The treatment of the basic tenants of Christianity is straightforward enough, and even though the title of one of his later chapters (“No More Excuses”) sounds like he’s finally getting ready to lay the evangelical party line on pretty thick, he never really does that. Instead, he opts for a gentle, easy, accessible discussion of why he thinks it is appropriate to choose Christianity over other faiths.
Lawrenz doesn’t flesh out the gospel in quite the same way that I would. I was pleased to see that he characterizes our future as one comprised of renewed creation (as opposed to an “escape” from the earth into heaven) and that he likewise emphasizes the need to care for creation as a central tenant of Christianity. However, absent from his discussion is any significant effort to integrate scripture’s call to social justice into the Christian faith. Likewise, he often relies on the Christian scriptures to support his points – a no-no in my book of postmodern apologetics, since emerging generations make no assumption that the Bible is authoritative. For these, and similar reasons, its hard for me to get overly excited about the book.

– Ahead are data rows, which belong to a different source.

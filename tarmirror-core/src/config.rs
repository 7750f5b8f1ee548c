use directories::{BaseDirs, ProjectDirs};
use std::time::Duration;
use std::{
    env, fs,
    path::{Path, PathBuf},
};

pub const DEFAULT_REGISTRY: &str = "https://registry.npmjs.org";
pub const DEFAULT_CONCURRENCY: usize = 20;
const DEFAULT_METADATA_MAX_AGE_MINUTES: u64 = 30;

#[derive(Debug, Clone)]
pub struct MirrorConfig {
    pub cache_dir: PathBuf,
    pub data_dir: PathBuf,
    pub source_registry: String,
    pub target_registry: Option<String>,
    pub concurrency: usize,
    pub metadata_max_age: Option<Duration>,
}

impl MirrorConfig {
    pub fn from_env() -> Self {
        let (cache_dir, data_dir) = if let Ok(home) = env::var("TARMIRROR_HOME") {
            let base = PathBuf::from(home);
            (base.join("cache"), base.join("data"))
        } else {
            match ProjectDirs::from("io", "tarmirror", "tarmirror") {
                Some(dirs) => (
                    dirs.cache_dir().to_path_buf(),
                    dirs.data_local_dir().to_path_buf(),
                ),
                None => {
                    let fallback = PathBuf::from(".tarmirror");
                    (fallback.join("cache"), fallback.join("data"))
                }
            }
        };

        let target_registry = env::var("TARMIRROR_TARGET_REGISTRY")
            .ok()
            .map(|value| normalize_registry_url(value.trim()))
            .filter(|value| !value.is_empty());

        MirrorConfig {
            cache_dir,
            data_dir,
            source_registry: read_source_registry(),
            target_registry,
            concurrency: read_concurrency_from_env(),
            metadata_max_age: read_metadata_max_age_from_env(),
        }
    }

    pub fn metadata_dir(&self) -> PathBuf {
        self.cache_dir.join("metadata")
    }

    pub fn download_record_path(&self) -> PathBuf {
        self.data_dir.join("downloaded.bin")
    }
}

fn read_concurrency_from_env() -> usize {
    env::var("TARMIRROR_CONCURRENCY")
        .ok()
        .and_then(|value| value.trim().parse::<usize>().ok())
        .filter(|value| *value > 0)
        .unwrap_or(DEFAULT_CONCURRENCY)
}

fn read_metadata_max_age_from_env() -> Option<Duration> {
    let raw = env::var("TARMIRROR_METADATA_MAX_AGE_MINUTES").ok();
    parse_metadata_max_age(raw.as_deref())
}

/// `0` disables reuse; anything unparsable falls back to the default.
fn parse_metadata_max_age(raw: Option<&str>) -> Option<Duration> {
    let minutes = raw
        .and_then(|value| value.trim().parse::<u64>().ok())
        .unwrap_or(DEFAULT_METADATA_MAX_AGE_MINUTES);

    if minutes == 0 {
        None
    } else {
        Some(Duration::from_secs(minutes.saturating_mul(60)))
    }
}

fn read_source_registry() -> String {
    let mut registry = DEFAULT_REGISTRY.to_string();

    // 1) Global rc file in the user's home directory.
    if let Some(base) = BaseDirs::new() {
        apply_rc_file(&base.home_dir().join(".npmrc"), &mut registry);
    }

    // 2) Repo-level rc file in the current working directory.
    let cwd = env::current_dir().unwrap_or_else(|_| PathBuf::from("."));
    apply_rc_file(&cwd.join(".npmrc"), &mut registry);

    // 3) Env overrides the default registry (npm-compatible).
    if let Ok(value) = env::var("NPM_CONFIG_REGISTRY").or_else(|_| env::var("npm_config_registry"))
    {
        let trimmed = value.trim();
        if !trimmed.is_empty() {
            registry = trimmed.to_string();
        }
    }

    normalize_registry_url(&registry)
}

fn apply_rc_file(path: &Path, registry: &mut String) {
    if !path.is_file() {
        return;
    }

    if let Ok(data) = fs::read_to_string(path)
        && let Some(value) = registry_from_rc(&data)
    {
        *registry = value;
    }
}

fn registry_from_rc(data: &str) -> Option<String> {
    let mut found = None;

    for line in data.lines() {
        let trimmed = line.trim();
        if trimmed.is_empty() || trimmed.starts_with('#') || trimmed.starts_with(';') {
            continue;
        }

        if let Some((key, value)) = trimmed.split_once('=')
            && key.trim() == "registry"
        {
            let value = value.trim();
            if !value.is_empty() {
                found = Some(value.to_string());
            }
        }
    }

    found
}

pub fn normalize_registry_url(value: &str) -> String {
    let url = if value.starts_with("//") {
        format!("https:{}", value)
    } else {
        value.to_string()
    };

    url.trim_end_matches('/').to_string()
}
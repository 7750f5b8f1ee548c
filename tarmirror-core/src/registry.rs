pub mod search;
pub mod types;

pub use types::*;

use crate::project::{LATEST, Manifest};
use crate::version::select_version;
use crate::{MirrorConfig, MirrorError, Result, cache};
use futures::lock::Mutex;
use reqwest::header::{ACCEPT, HeaderValue};
use reqwest::{Client, StatusCode};
use std::collections::BTreeMap;
use std::future::Future;
use std::sync::Arc;
use std::time::Instant;
use tracing::debug;

/// Read access to an npm-compatible registry.
pub trait Registry: Send + Sync + 'static {
    /// Manifest for `name@spec`; `None` asks for the registry default.
    ///
    /// Fails with [`MirrorError::NotFound`] when the package is unknown and
    /// with [`MirrorError::TargetMismatch`] when no version satisfies `spec`.
    fn manifest(
        &self,
        name: &str,
        spec: Option<&str>,
    ) -> impl Future<Output = Result<Manifest>> + Send;

    fn dist_tags(&self, name: &str)
    -> impl Future<Output = Result<BTreeMap<String, String>>> + Send;
}

pub struct HttpRegistry {
    config: MirrorConfig,
    client: Client,
    packuments: Mutex<BTreeMap<String, Arc<RegistryPackage>>>,
}

impl HttpRegistry {
    pub fn new(config: &MirrorConfig, client: Client) -> Self {
        HttpRegistry {
            config: config.clone(),
            client,
            packuments: Mutex::new(BTreeMap::new()),
        }
    }

    pub fn client(&self) -> &Client {
        &self.client
    }

    pub fn base_url(&self) -> &str {
        self.config.source_registry.trim_end_matches('/')
    }

    pub async fn packument(&self, name: &str) -> Result<Arc<RegistryPackage>> {
        if let Some(package) = self.packuments.lock().await.get(name) {
            return Ok(package.clone());
        }

        let package = match cache::load_metadata(&self.config, name) {
            Some(cached) => cached,
            None => {
                let fetched = self.fetch_packument(name).await?;
                cache::save_metadata(&self.config, name, &fetched);
                fetched
            }
        };

        let package = Arc::new(package);
        self.packuments
            .lock()
            .await
            .insert(name.to_string(), package.clone());

        Ok(package)
    }

    /// Tarball location for one version, preferring the packument's `dist`.
    pub async fn tarball_url(&self, name: &str, version: &str) -> Result<String> {
        let package = self.packument(name).await?;

        if let Some(meta) = package.versions.get(version) {
            return Ok(meta.dist.tarball.clone());
        }

        Ok(conventional_tarball_url(self.base_url(), name, version))
    }

    async fn fetch_packument(&self, name: &str) -> Result<RegistryPackage> {
        let url = format!("{}/{}", self.base_url(), encode_package_name(name));

        // The abbreviated install document drops devDependencies.
        let request = self
            .client
            .get(&url)
            .header(ACCEPT, HeaderValue::from_static("application/json"));

        debug!("registry request: name={} url={}", name, url);
        let started = Instant::now();

        let response = request.send().await.map_err(|source| MirrorError::Http {
            url: url.clone(),
            source,
        })?;

        let status = response.status();
        debug!(
            "registry response: name={} status={} in {:.3}s",
            name,
            status.as_u16(),
            started.elapsed().as_secs_f64()
        );

        if status == StatusCode::NOT_FOUND {
            return Err(MirrorError::NotFound {
                name: name.to_string(),
            });
        }

        let package = response
            .error_for_status()
            .map_err(|source| MirrorError::Http {
                url: url.clone(),
                source,
            })?
            .json::<RegistryPackage>()
            .await
            .map_err(|source| MirrorError::Http {
                url: url.clone(),
                source,
            })?;

        debug!(
            "registry decode: name={} versions={} dist_tags={}",
            name,
            package.versions.len(),
            package.dist_tags.len()
        );

        if package.versions.is_empty() {
            return Err(MirrorError::Registry {
                name: name.to_string(),
                reason: "no published versions".to_string(),
            });
        }

        Ok(package)
    }
}

impl Registry for HttpRegistry {
    async fn manifest(&self, name: &str, spec: Option<&str>) -> Result<Manifest> {
        let package = self.packument(name).await?;
        let selected = select_version(name, spec.unwrap_or(LATEST), &package)?;
        Ok(selected.into_manifest())
    }

    async fn dist_tags(&self, name: &str) -> Result<BTreeMap<String, String>> {
        let package = self.packument(name).await?;
        Ok(package.dist_tags.clone())
    }
}

pub fn encode_package_name(name: &str) -> String {
    if name.starts_with('@') {
        name.replace('/', "%2F")
    } else {
        name.to_string()
    }
}

fn conventional_tarball_url(base: &str, name: &str, version: &str) -> String {
    let basename = name.rsplit('/').next().unwrap_or(name);
    format!(
        "{}/{}/-/{}-{}.tgz",
        base.trim_end_matches('/'),
        name,
        basename,
        version
    )
}

#[cfg(test)]
mod tests {
    use super::*;

    #[test]
    fn encodes_scoped_names_only() {
        assert_eq!(encode_package_name("@types/node"), "@types%2Fnode");
        assert_eq!(encode_package_name("lodash"), "lodash");
    }

    #[test]
    fn builds_conventional_tarball_urls() {
        assert_eq!(
            conventional_tarball_url("https://registry.example/", "@types/node", "20.1.0"),
            "https://registry.example/@types/node/-/node-20.1.0.tgz"
        );
        assert_eq!(
            conventional_tarball_url("https://registry.example", "lodash", "4.17.21"),
            "https://registry.example/lodash/-/lodash-4.17.21.tgz"
        );
    }
}
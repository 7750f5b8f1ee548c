use crate::archive::unpack_archive;
use crate::config::normalize_registry_url;
use crate::publish::{NpmPublisher, PublishReport, Publisher, collect_tarballs, publish_all};
use crate::{MirrorConfig, MirrorError, Result, console};
use std::fs;
use std::path::{Path, PathBuf};
use tracing::debug;

#[derive(Clone, Debug)]
pub struct PublishRequest {
    /// A directory of mirrored tarballs or a `.tar` made by `download --archive`.
    pub source: PathBuf,
    pub registry: Option<String>,
    pub concurrency: usize,
}

pub async fn publish(config: &MirrorConfig, request: &PublishRequest) -> Result<PublishReport> {
    let registry = request
        .registry
        .as_deref()
        .map(|value| normalize_registry_url(value.trim()))
        .filter(|value| !value.is_empty())
        .or_else(|| config.target_registry.clone())
        .ok_or(MirrorError::MissingTargetRegistry)?;

    console::step(&format!("Publishing to {registry}..."));
    let publisher = NpmPublisher::new(&registry);
    publish_from(&publisher, &request.source, request.concurrency).await
}

/// Publishes every tarball found at `source` with `publisher`.
pub async fn publish_from<P: Publisher>(
    publisher: &P,
    source: &Path,
    concurrency: usize,
) -> Result<PublishReport> {
    let scratch = tempfile::tempdir().map_err(|source| MirrorError::WriteFile {
        path: std::env::temp_dir(),
        source,
    })?;

    let tarball_dir = if source.is_dir() {
        source.to_path_buf()
    } else if source.is_file() && source.extension().is_some_and(|ext| ext == "tar") {
        let unpacked = scratch.path().join("unpacked");
        debug!("unpacking {} into {}", source.display(), unpacked.display());
        unpack_archive(source, &unpacked)?;
        unpacked
    } else {
        return Err(MirrorError::PublishSource {
            path: source.to_path_buf(),
        });
    };

    let rewrites = scratch.path().join("rewritten");
    fs::create_dir_all(&rewrites).map_err(|source| MirrorError::WriteFile {
        path: rewrites.clone(),
        source,
    })?;

    let tarballs = collect_tarballs(&tarball_dir)?;
    debug!("found {} tarballs in {}", tarballs.len(), tarball_dir.display());

    Ok(publish_all(publisher, tarballs, concurrency, &rewrites).await)
}
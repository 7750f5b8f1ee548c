use super::SourceArgs;
use anyhow::Result;
use clap::Args;
use std::path::PathBuf;
use tarmirror_core::{MirrorConfig, console, operations};

#[derive(Args, Debug)]
pub struct DownloadArgs {
    #[command(flatten)]
    pub source: SourceArgs,

    /// Directory the tarballs are written to
    #[arg(short = 'd', long = "dest", default_value = "tarballs")]
    pub dest: PathBuf,

    /// Also pack the destination into <dest>.tar
    #[arg(long = "archive")]
    pub archive: bool,

    /// Downloads in flight at once
    #[arg(short = 'c', long = "concurrency")]
    pub concurrency: Option<usize>,

    /// Download even packages the record says were fetched before
    #[arg(long = "no-cache")]
    pub no_cache: bool,
}

pub async fn run(args: DownloadArgs, config: &MirrorConfig) -> Result<()> {
    console::header("download", env!("CARGO_PKG_VERSION"));

    let options = operations::MirrorOptions {
        dest: args.dest,
        archive: args.archive,
        concurrency: args.concurrency.unwrap_or(config.concurrency),
        use_cache: !args.no_cache,
    };

    let summary = operations::mirror(config, &args.source.request(), &options).await?;
    let report = &summary.report;

    if !report.skipped.is_empty() {
        console::info(&format!(
            "{} already downloaded in an earlier run",
            report.skipped.len()
        ));
    }

    for (package, reason) in &report.failed {
        console::warn(&format!("{}@{}: {}", package.name, package.version, reason));
    }

    if let Some(archive) = &summary.archive {
        console::info(&format!("Archive written to {}", archive.display()));
    }

    console::summary("downloaded", report.downloaded.len(), console::elapsed_secs());

    if !report.failed.is_empty() {
        anyhow::bail!(
            "{} of {} packages failed to download",
            report.failed.len(),
            summary.resolved.len()
        );
    }

    Ok(())
}
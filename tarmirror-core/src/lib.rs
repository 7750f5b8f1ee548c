pub mod archive;
pub mod batch;
pub mod cache;
pub mod config;
pub mod console;
pub mod download;
pub mod error;
pub mod operations;
pub mod project;
pub mod publish;
pub mod registry;
pub mod resolve;
pub mod tarball;
pub mod version;

#[cfg(test)]
mod testing;

pub use config::MirrorConfig;
pub use error::{MirrorError, PublishFailure};
pub use project::Manifest;
pub use resolve::{ResolutionOptions, ResolvedVersion};

pub type Result<T> = std::result::Result<T, MirrorError>;
use anyhow::Result;
use clap::Args;
use tarmirror_core::{MirrorConfig, console, operations};

#[derive(Args, Debug)]
pub struct CleanArgs {
    /// Only clean the registry metadata cache
    #[arg(long = "metadata")]
    pub metadata: bool,

    /// Only forget which versions were downloaded
    #[arg(long = "downloads")]
    pub downloads: bool,
}

pub fn run(args: CleanArgs, config: &MirrorConfig) -> Result<()> {
    console::header("clean", env!("CARGO_PKG_VERSION"));

    let options = build_options(&args);
    let summary = operations::clean(config, &options)?;

    if summary.is_empty() {
        console::info("Nothing to clean.");
        return Ok(());
    }

    println!();
    if options.metadata && summary.metadata_count > 0 {
        console::info(&format!(
            "  Metadata cache:   {:>5} {}  ({})",
            summary.metadata_count,
            pluralize(summary.metadata_count, "entry", "entries"),
            operations::clean::format_bytes(summary.metadata_size)
        ));
    }

    if options.downloads && summary.record_size > 0 {
        console::info(&format!(
            "  Download record:  {:>5} {}  ({})",
            summary.recorded_versions,
            pluralize(summary.recorded_versions, "version", "versions"),
            operations::clean::format_bytes(summary.record_size)
        ));
    }

    println!();
    console::info(&format!(
        "Cleaned {} freed",
        operations::clean::format_bytes(summary.total_size())
    ));

    Ok(())
}

fn build_options(args: &CleanArgs) -> operations::CleanOptions {
    if args.metadata || args.downloads {
        operations::CleanOptions {
            metadata: args.metadata,
            downloads: args.downloads,
        }
    } else {
        operations::CleanOptions::default()
    }
}

fn pluralize<'a>(count: usize, singular: &'a str, plural: &'a str) -> &'a str {
    if count == 1 { singular } else { plural }
}
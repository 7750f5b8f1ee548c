use crate::{MirrorError, Result};
use reqwest::Client;
use serde::Deserialize;
use std::collections::BTreeSet;
use tracing::debug;

pub const SEARCH_PAGE_SIZE: usize = 250;
pub const SEARCH_MAX_RESULTS: usize = 5250;

const SEARCH_TEXT: &str = "boost-exact:false";

#[derive(Debug, Deserialize)]
struct SearchResponse {
    #[serde(default)]
    objects: Vec<SearchObject>,
}

#[derive(Debug, Deserialize)]
struct SearchObject {
    package: SearchPackage,
}

#[derive(Debug, Deserialize)]
struct SearchPackage {
    name: String,
}

/// Names of the `count` most popular packages, in ranking order.
///
/// `count` is capped at [`SEARCH_MAX_RESULTS`]; fewer names come back when the
/// registry runs out of results.
pub async fn top_packages(client: &Client, registry: &str, count: usize) -> Result<Vec<String>> {
    let mut names = Vec::new();
    let mut seen = BTreeSet::new();

    for (from, size) in search_pages(count) {
        let url = format!(
            "{}/-/v1/search?text={}&size={}&from={}&quality=0.0&popularity=1.0&maintenance=0.0",
            registry.trim_end_matches('/'),
            urlencoding::encode(SEARCH_TEXT),
            size,
            from
        );

        debug!("search request: {}", url);

        let page = client
            .get(&url)
            .send()
            .await
            .and_then(|response| response.error_for_status())
            .map_err(|source| MirrorError::Http {
                url: url.clone(),
                source,
            })?
            .json::<SearchResponse>()
            .await
            .map_err(|source| MirrorError::Http {
                url: url.clone(),
                source,
            })?;

        let received = page.objects.len();

        for object in page.objects {
            if seen.insert(object.package.name.clone()) {
                names.push(object.package.name);
            }
        }

        if received < size {
            break;
        }
    }

    names.truncate(count.min(SEARCH_MAX_RESULTS));
    Ok(names)
}

/// `(from, size)` offsets covering the first `count` search results.
fn search_pages(count: usize) -> Vec<(usize, usize)> {
    let total = count.min(SEARCH_MAX_RESULTS);
    let mut pages = Vec::new();
    let mut from = 0;

    while from < total {
        let size = SEARCH_PAGE_SIZE.min(total - from);
        pages.push((from, size));
        from += size;
    }

    pages
}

Nevertheless, Lawrenz deserves high marks for setting a very accessible and generous tone in his book, and I would recommend it for a teenager or college student who wants to know a little more about Christianity without being beaten over the head with an “if-you-died-tonight-do-you-think-you’d-go-to-heaven” high-pressure, guilt-inducing sales pitch. Also, if you’re a young evangelical who is looking for a good example of a way to communicate the traditional, born-again gospel within the emerging culture, I think this book is about as good as it gets.